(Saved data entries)
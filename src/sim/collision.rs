//! Collision detection and response against arena planes
//!
//! Each surface is tested for penetration of the ball's surface (centre distance
//! below one radius). On contact the ball is pushed back out to exactly one radius
//! and, if it was moving into the surface, its velocity is bounced.

use glam::Vec3;

use super::arena::{Arena, Surface};

/// Result of a collision check
#[derive(Debug, Clone)]
pub struct CollisionResult {
    /// Whether a collision occurred
    pub hit: bool,
    /// Contact point on the surface (if hit)
    pub point: Vec3,
    /// Surface normal at contact, pointing toward the ball centre
    pub normal: Vec3,
    /// Penetration depth (for position correction)
    pub penetration: f32,
}

impl CollisionResult {
    pub fn miss() -> Self {
        Self {
            hit: false,
            point: Vec3::ZERO,
            normal: Vec3::ZERO,
            penetration: 0.0,
        }
    }
}

/// Check a ball against a single arena surface
pub fn ball_surface_collision(ball_pos: Vec3, ball_radius: f32, surface: &Surface) -> CollisionResult {
    let distance = surface.plane.signed_distance(ball_pos);
    if distance >= ball_radius {
        return CollisionResult::miss();
    }
    let normal = surface.plane.normal;
    CollisionResult {
        hit: true,
        point: ball_pos - normal * distance,
        normal,
        penetration: ball_radius - distance,
    }
}

/// Bounce velocity off a surface with restitution and tangential friction.
///
/// The normal component is reversed and scaled by `restitution`; the tangential
/// component is scaled by `friction`. Velocities already leaving the surface are
/// returned unchanged.
pub fn bounce_velocity(velocity: Vec3, normal: Vec3, restitution: f32, friction: f32) -> Vec3 {
    let normal_speed = velocity.dot(normal);
    if normal_speed >= 0.0 {
        return velocity;
    }
    let normal_part = normal * normal_speed;
    let tangent_part = velocity - normal_part;
    tangent_part * friction - normal_part * restitution
}

/// Outcome of resolving all contacts for one simulation step
#[derive(Debug, Clone, Copy)]
pub struct ContactResolution {
    pub position: Vec3,
    pub velocity: Vec3,
    /// Number of surfaces that bounced the ball this step
    pub bounces: u32,
}

/// Resolve every applicable surface in order, one after another.
///
/// Corners resolve naturally: each wall sees the position left by the previous one.
pub fn resolve_contacts(arena: &Arena, position: Vec3, velocity: Vec3) -> ContactResolution {
    let mut position = position;
    let mut velocity = velocity;
    let mut bounces = 0;

    for surface in arena.surfaces() {
        if !arena.surface_applies(surface, position) {
            continue;
        }
        let result = ball_surface_collision(position, arena.ball_radius, surface);
        if !result.hit {
            continue;
        }
        position += result.normal * result.penetration;
        if velocity.dot(result.normal) < 0.0 {
            velocity = bounce_velocity(velocity, result.normal, arena.restitution, arena.friction);
            bounces += 1;
        }
    }

    ContactResolution {
        position,
        velocity,
        bounces,
    }
}

#[cfg(test)]
mod tests {
    use super::*;
    use crate::sim::arena::SurfaceKind;

    fn floor(arena: &Arena) -> &Surface {
        arena
            .surfaces()
            .iter()
            .find(|s| s.kind == SurfaceKind::Floor)
            .unwrap()
    }

    #[test]
    fn test_floor_collision() {
        let arena = Arena::standard();
        let radius = arena.ball_radius;

        let result = ball_surface_collision(Vec3::new(0.0, 0.0, 10.0), radius, floor(&arena));
        assert!(!result.hit);

        let result = ball_surface_collision(Vec3::new(5.0, 5.0, 1.0), radius, floor(&arena));
        assert!(result.hit);
        assert_eq!(result.normal, Vec3::Z);
        assert!((result.penetration - (radius - 1.0)).abs() < 1e-6);
        assert_eq!(result.point, Vec3::new(5.0, 5.0, 0.0));
    }

    #[test]
    fn test_bounce_velocity_restitution() {
        let bounced = bounce_velocity(Vec3::new(3.0, 0.0, -10.0), Vec3::Z, 0.6, 1.0);
        assert!((bounced.z - 6.0).abs() < 1e-5);
        assert!((bounced.x - 3.0).abs() < 1e-5);
    }

    #[test]
    fn test_bounce_ignores_separating_velocity() {
        let velocity = Vec3::new(1.0, 2.0, 5.0);
        assert_eq!(bounce_velocity(velocity, Vec3::Z, 0.6, 0.5), velocity);
    }

    #[test]
    fn test_resolve_puts_ball_on_surface() {
        let arena = Arena::standard();
        let resolved = resolve_contacts(&arena, Vec3::new(0.0, 0.0, 0.5), Vec3::new(0.0, 0.0, -4.0));
        assert!((resolved.position.z - arena.ball_radius).abs() < 1e-6);
        assert!(resolved.velocity.z > 0.0);
        assert_eq!(resolved.bounces, 1);
    }

    #[test]
    fn test_resolve_corner_hits_both_walls() {
        let arena = Arena::standard();
        let near_corner = Vec3::new(81.0, 0.0, 1.0);
        let velocity = Vec3::new(10.0, 0.0, -10.0);
        let resolved = resolve_contacts(&arena, near_corner, velocity);
        assert_eq!(resolved.bounces, 2);
        assert!(resolved.velocity.x < 0.0);
        assert!(resolved.velocity.z > 0.0);
        assert!(resolved.velocity.length() <= velocity.length());
    }
}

- [Problem] Here, the records must be output exactly and in full.

- [Finished task]
filename src/sim/collision.rs
//! Collision detection and response against arena planes
//!
//! Each surface is tested for penetration of the ball's surface (centre distance
//! below one radius). On contact the ball is pushed back out to exactly one radius
//! and, if it was moving into the surface, its velocity is bounced.

use glam::Vec3;

use super::arena::{Arena, Surface};

/// Result of a collision check
#[derive(Debug, Clone)]
pub struct CollisionResult {
    /// Whether a collision occurred
    pub hit: bool,
    /// Contact point on the surface (if hit)
    pub point: Vec3,
    /// Surface normal at contact, pointing toward the ball centre
    pub normal: Vec3,
    /// Penetration depth (for position correction)
    pub penetration: f32,
}

impl CollisionResult {
    pub fn miss() -> Self {
        Self {
            hit: false,
            point: Vec3::ZERO,
            normal: Vec3::ZERO,
            penetration: 0.0,
        }
    }
}

/// Check a ball against a single arena surface
pub fn ball_surface_collision(ball_pos: Vec3, ball_radius: f32, surface: &Surface) -> CollisionResult {
    let distance = surface.plane.signed_distance(ball_pos);
    if distance >= ball_radius {
        return CollisionResult::miss();
    }
    let normal = surface.plane.normal;
    CollisionResult {
        hit: true,
        point: ball_pos - normal * distance,
        normal,
        penetration: ball_radius - distance,
    }
}

/// Bounce velocity off a surface with restitution and tangential friction.
///
/// The normal component is reversed and scaled by `restitution`; the tangential
/// component is scaled by `friction`. Velocities already leaving the surface are
/// returned unchanged.
pub fn bounce_velocity(velocity: Vec3, normal: Vec3, restitution: f32, friction: f32) -> Vec3 {
    let normal_speed = velocity.dot(normal);
    if normal_speed >= 0.0 {
        return velocity;
    }
    let normal_part = normal * normal_speed;
    let tangent_part = velocity - normal_part;
    tangent_part * friction - normal_part * restitution
}

/// Outcome of resolving all contacts for one simulation step
#[derive(Debug, Clone, Copy)]
pub struct ContactResolution {
    pub position: Vec3,
    pub velocity: Vec3,
    /// Number of surfaces that bounced the ball this step
    pub bounces: u32,
}

/// Resolve every applicable surface in order, one after another.
///
/// Corners resolve naturally: each wall sees the position left by the previous one.
pub fn resolve_contacts(arena: &Arena, position: Vec3, velocity: Vec3) -> ContactResolution {
    let mut position = position;
    let mut velocity = velocity;
    let mut bounces = 0;

    for surface in arena.surfaces() {
        if !arena.surface_applies(surface, position) {
            continue;
        }
        let result = ball_surface_collision(position, arena.ball_radius, surface);
        if !result.hit {
            continue;
        }
        position += result.normal * result.penetration;
        if velocity.dot(result.normal) < 0.0 {
            velocity = bounce_velocity(velocity, result.normal, arena.restitution, arena.friction);
            bounces += 1;
        }
    }

    ContactResolution {
        position,
        velocity,
        bounces,
    }
}

#[cfg(test)]
mod tests {
    use super::*;
    use crate::sim::arena::SurfaceKind;

    fn floor(arena: &Arena) -> &Surface {
        arena
            .surfaces()
            .iter()
            .find(|s| s.kind == SurfaceKind::Floor)
            .unwrap()
    }

    #[test]
    fn test_floor_collision() {
        let arena = Arena::standard();
        let radius = arena.ball_radius;

        let result = ball_surface_collision(Vec3::new(0.0, 0.0, 10.0), radius, floor(&arena));
        assert!(!result.hit);

        let result = ball_surface_collision(Vec3::new(5.0, 5.0, 1.0), radius, floor(&arena));
        assert!(result.hit);
        assert_eq!(result.normal, Vec3::Z);
        assert!((result.penetration - (radius - 1.0)).abs() < 1e-6);
        assert_eq!(result.point, Vec3::new(5.0, 5.0, 0.0));
    }

    #[test]
    fn test_bounce_velocity_restitution() {
        let bounced = bounce_velocity(Vec3::new(3.0, 0.0, -10.0), Vec3::Z, 0.6, 1.0);
        assert!((bounced.z - 6.0).abs() < 1e-5);
        assert!((bounced.x - 3.0).abs() < 1e-5);
    }

    #[test]
    fn test_bounce_ignores_separating_velocity() {
        let velocity = Vec3::new(1.0, 2.0, 5.0);
        assert_eq!(bounce_velocity(velocity, Vec3::Z, 0.6, 0.5), velocity);
    }

    #[test]
    fn test_resolve_puts_ball_on_surface() {
        let arena = Arena::standard();
        let resolved = resolve_contacts(&arena, Vec3::new(0.0, 0.0, 0.5), Vec3::new(0.0, 0.0, -4.0));
        assert!((resolved.position.z - arena.ball_radius).abs() < 1e-6);
        assert!(resolved.velocity.z > 0.0);
        assert_eq!(resolved.bounces, 1);
    }

    #[test]
    fn test_resolve_corner_hits_both_walls() {
        let arena = Arena::standard();
        let near_corner = Vec3::new(81.0, 0.0, 1.0);
        let velocity = Vec3::new(10.0, 0.0, -10.0);
        let resolved = resolve_contacts(&arena, near_corner, velocity);
        assert_eq!(resolved.bounces, 2);
        assert!(resolved.velocity.x < 0.0);
        assert!(resolved.velocity.z > 0.0);
        assert!(resolved.velocity.length() <= velocity.length());
    }
}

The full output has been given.